BitDepth#851 - September 11

Seven journalists received national awards at this year's ceremonies, this is a reflection on the two I worked with at the Guardian.
Line and length
The story about these four people is here. Lennox Grant is at left. No such photographs exist of Mrs Mills. Self-timer photo by Mark Lyndersay.

At this year’s National Awards, seven journalists, an unprecedented number in the history of the ceremony, were honoured for their service to the country through excellence in their chosen profession.

Among them are Therese Mills and Lennox Grant, both former Editors-in-Chief of this newspaper and both, at various points in my career, sources of wisdom, guidance and support.
Mrs Mills (while the Guardian’s style rules allow me to refer to her as just Mills here, I cannot imagine doing such a thing), was the EIC when I came to work at the T&T Guardian in 1990 as the paper’s first Picture Editor.

On my first day in the role, she sent me out to cover a kidnapping situation at a chicken magnate’s home, where I spent an uncomfortable day, culminating in the late evening with the girl’s return home.
I left there hungry, annoyed and holding the film with front page photo for the next day and it was Mrs Mills’ way of letting the photographic department (and me) know that I would be leading from the frontlines.

The debate about my suitability became moot when the Guardian’s offices became an actual battlefront a few months later, and I began several long days and nights at St Vincent Street overseeing the paper’s coverage of the Muslimeen insurrection.
Therese Mills was tough and unequivocal in her approach to journalism.
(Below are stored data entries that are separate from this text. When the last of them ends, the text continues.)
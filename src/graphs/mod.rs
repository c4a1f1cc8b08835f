//! The concrete per-phase graphs and their assembly into rounds.

pub mod precomputation;
pub mod realtime;

use std::{sync::Arc, time::Duration};

use crate::{
    graph::{Graph, LinkCtx, Module, Stream, StreamError},
    phase::{PhaseBuilder, PhaseType, TransmissionHandler},
};

pub use self::{
    precomputation::{
        decrypt_graph, generation_graph, permute_graph, reveal_graph, share_graph, strip_graph,
    },
    realtime::{real_decrypt_graph, real_identify_graph, real_permute_graph},
};

fn linked<'a>(ctx: &'a Option<LinkCtx>, name: &'static str) -> Result<&'a LinkCtx, StreamError> {
    ctx.as_ref().ok_or(StreamError::NotLinked(name))
}

fn single_module_graph<S, M>(name: &'static str, stream: S, module: M) -> Graph<S>
where
    S: Stream,
    M: Module<S>,
{
    let mut graph = Graph::new(name, stream);
    let id = graph.add_module(Arc::new(module));
    graph.first(id);
    graph.last(id);
    graph
}

/// Builds the six precomputation phases in execution order. The phases
/// whose tags have a verification counterpart wait for the peer
/// acknowledgement before counting as done.
pub fn precomputation_builders<F>(timeout: Duration, transmission: F) -> Vec<PhaseBuilder>
where
    F: Fn(PhaseType) -> TransmissionHandler,
{
    vec![
        PhaseBuilder {
            phase_type: PhaseType::PrecompGeneration,
            graph: Box::new(generation_graph()),
            transmission: transmission(PhaseType::PrecompGeneration),
            timeout,
            verification: false,
        },
        PhaseBuilder {
            phase_type: PhaseType::PrecompShare,
            graph: Box::new(share_graph()),
            transmission: transmission(PhaseType::PrecompShare),
            timeout,
            verification: true,
        },
        PhaseBuilder {
            phase_type: PhaseType::PrecompDecrypt,
            graph: Box::new(decrypt_graph()),
            transmission: transmission(PhaseType::PrecompDecrypt),
            timeout,
            verification: false,
        },
        PhaseBuilder {
            phase_type: PhaseType::PrecompPermute,
            graph: Box::new(permute_graph()),
            transmission: transmission(PhaseType::PrecompPermute),
            timeout,
            verification: false,
        },
        PhaseBuilder {
            phase_type: PhaseType::PrecompReveal,
            graph: Box::new(reveal_graph()),
            transmission: transmission(PhaseType::PrecompReveal),
            timeout,
            verification: true,
        },
        PhaseBuilder {
            phase_type: PhaseType::PrecompStrip,
            graph: Box::new(strip_graph()),
            transmission: transmission(PhaseType::PrecompStrip),
            timeout,
            verification: false,
        },
    ]
}

/// Builds the three realtime phases in execution order.
pub fn realtime_builders<F>(timeout: Duration, transmission: F) -> Vec<PhaseBuilder>
where
    F: Fn(PhaseType) -> TransmissionHandler,
{
    vec![
        PhaseBuilder {
            phase_type: PhaseType::RealDecrypt,
            graph: Box::new(real_decrypt_graph()),
            transmission: transmission(PhaseType::RealDecrypt),
            timeout,
            verification: false,
        },
        PhaseBuilder {
            phase_type: PhaseType::RealPermute,
            graph: Box::new(real_permute_graph()),
            transmission: transmission(PhaseType::RealPermute),
            timeout,
            verification: true,
        },
        PhaseBuilder {
            phase_type: PhaseType::RealIdentify,
            graph: Box::new(real_identify_graph()),
            transmission: transmission(PhaseType::RealIdentify),
            timeout,
            verification: false,
        },
    ]
}

/// All nine phases of a round.
pub fn all_builders<F>(timeout: Duration, transmission: F) -> Vec<PhaseBuilder>
where
    F: Fn(PhaseType) -> TransmissionHandler,
{
    let mut builders = precomputation_builders(timeout, &transmission);
    builders.extend(realtime_builders(timeout, &transmission));
    builders
}
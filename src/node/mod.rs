//! The node instance and its outward-facing contracts.
//!
//! An [`Instance`] owns the round manager, the resource queue and the
//! activity state machine, and drives them from three bounded inboxes:
//! round descriptors, realtime batches and peer messages. Everything that
//! leaves the process goes through the [`Transport`] trait; everything
//! secret that enters a round goes through [`NodeSecrets`].

pub mod instance;
pub mod messages;
pub mod recovery;
pub mod secrets;
pub mod transport;

pub use self::{
    instance::{InboundBatch, Instance, InstanceConfig, NodeError, RealtimeBatch},
    messages::{MessageError, RoundInfo, SignedRoundInfo},
    recovery::RecoveryError,
    secrets::{InMemorySecrets, NodeSecrets},
    transport::{LoopbackTransport, RoundErrorMsg, SentBatch, Transport, TransportError},
};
On her desk there was a plaque that read: “They found something that can do the work of ten men. One woman.” I wouldn’t be surprised to be told that it’s still on her desk and even if it isn’t, she’s lived that principle every day.

I’d come to know her as the editor of the Sunday Guardian in the early 1980’s while trying to sell photos for the cover of the weekly insert magazine.
In early 1986 I submitted a colour photo of David Rudder, then growing in popularity and it printed crisply in the paper, a clear advance on the shimmering 3D style reproductions that had been the unsatisfactory norm.

For several years after that, I worked with John Haynes, the paper’s production manager, to figure out what reproduced well and how to shoot for the reproduction limitations of the paper.
In 1990, Therese Mills allowed me to spend unseemly amounts of time with the paper’s new desktop publishing system and to produce the Sunday Magazine, which I retitled SG, on the new Macs. It was a generosity I’d never forget and provided the groundwork for an interest in computing that would lead directly to the creation of this column in 1995.

Personal interlude: After a year on the job, Mrs Mills called me to her office to discuss a staff matter. After reviewing the evidence, which managed to be both damning and embarrassing for the paper, it was agreed that the photographer would have to be fired. This was a friend of mine, someone I’d known long before I’d taken the job. I was stricken and ashamed. Mrs Mills looked at me slumped in the chair and said, “I’ll do it for you.” I think now there are two kinds of people in the life of Therese Mills, people who depend on her and people she can depend on to do their work. I resolved then to be among the latter.
“No,” I responded, “I’ll do it.”

Lennox Grant knew of me before I met him, having taken note of the radical and short lived rethinking of the Trinidad and Tobago Review I’d produced after Lloyd Best’s departure to Africa.
We became friends at the Guardian in early 1990, forming a drinking quartet with Terry Joseph and Romeo Kaseram holding up the other legs of a sometimes quite wobbly table.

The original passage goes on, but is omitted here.